The crux of this decision is its discussion of the kind of evidence that a district court is permitted to consult in deciding whether a predicate conviction qualifies under ACCA, what the circuit calls “Shepard evidence.” Where the predicate resulted from a guilty plea, the Shepard decision limits the available evidence to that arising from the record of conviction, and not other materials, such as police reports. Shepard cites specifically the plea colloquy, plea agreement, or other findings of fact adopted by the defendant when entering the plea as the appropriate sources. Here, clearly, the plea allocution by itself did not establish an offense involving a firearm, and the circuit rejected all of the other sources of information relied upon by the district court.

First, it rejected the use of the state’s bill of particulars. Even though a bill of particular might be considered a charging document, the bill did not help define the crime of which Rosa was convicted, or serve to limit the charges that he could have pled guilty to. And, since Rosa’s plea allocution mentioned “what appeared to be” a handgun, the plea trumped the bill’s mention of an unrecovered real gun.

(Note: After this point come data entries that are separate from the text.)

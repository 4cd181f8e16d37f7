//! Mini UART bit definitions inside the auxiliary peripheral block.

use bitflags::bitflags;

/// Offset of the auxiliary block from the peripheral base.
pub const AUX_OFFSET: usize = 0x21_5000;

/// Bytes covered by the Mini UART register window (`AUX_IRQ` .. `AUX_MU_BAUD`).
pub const AUX_SPAN: usize = 0x6C;

bitflags! {
    /// `AUX_ENABLES`.
    #[derive(Debug, Copy, Clone, PartialEq, Eq)]
    pub struct AuxEnables: u32 {
        const MINI_UART = 1 << 0;
        const SPI1 = 1 << 1;
        const SPI2 = 1 << 2;
    }
}

bitflags! {
    /// `AUX_MU_IIR` write side: FIFO clear commands.
    #[derive(Debug, Copy, Clone, PartialEq, Eq)]
    pub struct FifoClear: u32 {
        const RX = 1 << 1;
        const TX = 1 << 2;
    }
}

bitflags! {
    /// `AUX_MU_LSR`.
    #[derive(Debug, Copy, Clone, PartialEq, Eq)]
    pub struct LineStatus: u32 {
        /// Receive FIFO holds at least one byte.
        const DATA_READY = 1 << 0;
        /// Receive FIFO overflowed; cleared by reading this register.
        const RX_OVERRUN = 1 << 1;
        /// Transmit FIFO can accept at least one byte.
        const TX_EMPTY = 1 << 5;
        /// Transmit FIFO empty and transmitter idle.
        const TX_IDLE = 1 << 6;
    }
}

bitflags! {
    /// `AUX_MU_CNTL`.
    #[derive(Debug, Copy, Clone, PartialEq, Eq)]
    pub struct ExtraControl: u32 {
        const RX_ENABLE = 1 << 0;
        const TX_ENABLE = 1 << 1;
    }
}

bitflags! {
    /// `AUX_MU_STAT` flag bits. FIFO levels are separate fields, see
    /// [`tx_fifo_level`] and [`rx_fifo_level`].
    #[derive(Debug, Copy, Clone, PartialEq, Eq)]
    pub struct ExtraStatus: u32 {
        const SYMBOL_AVAILABLE = 1 << 0;
        const SPACE_AVAILABLE = 1 << 1;
        const RX_IDLE = 1 << 2;
        const TX_IDLE = 1 << 3;
        const RX_OVERRUN = 1 << 4;
        const TX_FIFO_FULL = 1 << 5;
        const TX_EMPTY = 1 << 8;
        const TX_DONE = 1 << 9;
    }
}

/// `AUX_MU_LCR` data-size field.
pub const LCR_7_BIT: u32 = 0b00;
pub const LCR_8_BIT: u32 = 0b11;

const FIFO_LEVEL_MASK: u32 = 0xF;
pub const STAT_RX_LEVEL_SHIFT: u32 = 16;
pub const STAT_TX_LEVEL_SHIFT: u32 = 24;

pub const fn tx_fifo_level(stat: u32) -> u32 {
    (stat >> STAT_TX_LEVEL_SHIFT) & FIFO_LEVEL_MASK
}

pub const fn rx_fifo_level(stat: u32) -> u32 {
    (stat >> STAT_RX_LEVEL_SHIFT) & FIFO_LEVEL_MASK
}
use super::Device;
use crate::hal::timer::{Clock, wait_until};
use crate::hw::aux::LineStatus;
use crate::hw::{Register, RegisterAccess};
use alloc::vec::Vec;
use log::debug;

/// Size of the receive staging buffer; no single read returns more.
pub const RX_BUFFER_LEN: usize = 512;

impl<R: RegisterAccess, C: Clock> Device<R, C> {
    /// Collect up to `max_len` received bytes.
    ///
    /// Waits for the first byte for at most the configured first-byte
    /// timeout, returning nothing if none arrives. After that, keeps draining
    /// the FIFO and returns once the buffer is full or the line has been idle
    /// for `rx_idle_limit` consecutive polls.
    pub fn receive(&self, max_len: usize) -> Vec<u8> {
        let mut buf = self.enter(&self.rx);
        let limit = max_len.min(RX_BUFFER_LEN);
        if limit == 0 {
            return Vec::new();
        }

        let opts = &self.options;
        if !wait_until(
            &self.clock,
            opts.rx_first_byte_timeout_us,
            opts.rx_poll,
            || self.rx_ready(),
        ) {
            debug!("UART RX: nothing received");
            return Vec::new();
        }

        let mut len = 0;
        let mut idle = 0;
        while len < limit {
            while len < limit && self.rx_ready() {
                buf[len] = self.read_data();
                len += 1;
                idle = 0;
            }
            if len == limit {
                break;
            }

            self.clock.sleep_us(opts.rx_poll.min_us, opts.rx_poll.max_us);
            idle += 1;
            if idle >= opts.rx_idle_limit {
                break;
            }
        }

        buf[..len].to_vec()
    }

    fn rx_ready(&self) -> bool {
        self.line_status().contains(LineStatus::DATA_READY)
    }

    fn read_data(&self) -> u8 {
        let byte = (self.regs.read32(Register::MuIo) & 0xFF) as u8;
        self.stats.record_rx_byte();
        byte
    }
}

#[cfg(test)]
mod tests {
    use super::*;
    use crate::peripheral::mini_uart::tests::sim_device;
    use crate::sim::ManualClock;

    #[test]
    fn returns_available_bytes_after_idle_drain() {
        let clock = ManualClock::new();
        let device = sim_device(&clock);
        device.registers().push_rx(b"hello");
        let start = clock.now_us();

        assert_eq!(device.receive(512), b"hello");

        // 300 idle polls of 1 ms each; well inside the 450 ms bound.
        let elapsed = clock.now_us() - start;
        assert_eq!(elapsed, 300 * 1000);
        assert!(elapsed <= 450_000);
        assert_eq!(device.stats().snapshot().rx_bytes, 5);
    }

    #[test]
    fn nothing_arrives_within_a_second() {
        let clock = ManualClock::new();
        let device = sim_device(&clock);
        let start = clock.now_us();

        assert!(device.receive(64).is_empty());
        assert_eq!(clock.now_us() - start, 1_000_000);
        assert_eq!(device.stats().snapshot().rx_bytes, 0);
    }

    #[test]
    fn never_returns_more_than_requested_or_buffered() {
        let clock = ManualClock::new();
        let device = sim_device(&clock);
        let incoming: Vec<u8> = (0..700u32).map(|i| i as u8).collect();
        device.registers().push_rx(&incoming);

        let first = device.receive(10);
        assert_eq!(first, &incoming[..10]);

        let second = device.receive(4096);
        assert_eq!(second.len(), RX_BUFFER_LEN);
        assert_eq!(second, &incoming[10..10 + RX_BUFFER_LEN]);

        assert_eq!(device.registers().rx_pending(), 700 - 10 - RX_BUFFER_LEN);
    }

    #[test]
    fn zero_length_read_returns_immediately() {
        let clock = ManualClock::new();
        let device = sim_device(&clock);
        device.registers().push_rx(b"x");
        let sleeps = clock.sleeps();

        assert!(device.receive(0).is_empty());
        assert_eq!(clock.sleeps(), sleeps);
        assert_eq!(device.registers().rx_pending(), 1);
    }

    #[test]
    fn bytes_arriving_during_the_idle_window_are_collected() {
        let clock = ManualClock::new();
        let device = sim_device(&clock);
        device.registers().push_rx(b"ab");
        device.registers().schedule_rx(50, b"cd");

        assert_eq!(device.receive(512), b"abcd");
    }

    #[test]
    fn late_first_byte_is_still_received() {
        let clock = ManualClock::new();
        let device = sim_device(&clock);
        device.registers().schedule_rx(200, b"z");

        assert_eq!(device.receive(8), b"z");
    }

    #[test]
    fn overrun_is_counted_without_losing_data() {
        let clock = ManualClock::new();
        let device = sim_device(&clock);
        device.registers().push_rx(b"data");
        device.registers().raise_overrun();

        assert_eq!(device.receive(512), b"data");
        let stats = device.stats().snapshot();
        assert_eq!(stats.fifo_overruns, 1);
        assert_eq!(stats.rx_errors, 0);
    }

    #[test]
    fn nul_bytes_are_kept() {
        let clock = ManualClock::new();
        let device = sim_device(&clock);
        device.registers().push_rx(&[b'a', 0, b'b']);

        assert_eq!(device.receive(16), [b'a', 0, b'b']);
    }
}
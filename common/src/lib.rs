//! Shared `no_std` building blocks for the driver workspace.

#![cfg_attr(not(test), no_std)]

pub mod sync;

Next the court considered, and rejected, the use of the federal PSR as Shepard evidence. The federal PSR relied entirely on the state PSR, and Rosa had objected to the conclusion in the federal PSR that he was subject to ACCA.

Third, the court held that the state PSR was not Shepard evidence, even though it contained a description of the offense conduct. Even the government agreed that this document did not establish that Rosa “necessarily” pled to an offense involving a firearm. Indeed, the court concluded that the state PSR was not any more useful to the Shepard inquiry than a police report, particularly since that report drew its offense statement from the police reports themselves.

Fourth, the state sentencing transcript, even taken together with the PSR, did not satisfy Shepard. Throughout Rosa’s plea the state trial judge carefully described an offense involving “what appeared to be a firearm.” Accordingly, its offhand reference to “the gun” at sentencing could not be considered an “explicit factual finding” that there was a gun. In addition, in light of this, Rosa’s failure to object to the sentencing court’s use of the word “gun” did not qualify as an admission by silence.

Finally, the government argued that by pleading guilty to first-degree robbery, Rosa waived a statutory affirmative defense that the gun was inoperable, a defense that, if established, would reduce the charge to second-degree robbery. The court disagreed. It viewed his plea as simply an admission that the state had met its burden of establishing that he displayed “what appeared to be” a firearm, and nothing more.

Comment: This is a great decision, but there is a twist. The conviction at issue here was actually a New York State Youthful Offender adjudication (a “YO”). Rosa did not raise, and the circuit did not consider, whether YO’s can be ACCA predicates at all. This an open question in the circuit. But, in United States v. Fernandez, 390 F. Supp.2d 277 (S.D.N.Y. 2005), Judge Patterson held that a YO was not an ACCA predicate, and the government, which had agreed that this was so in the district court, did not appeal.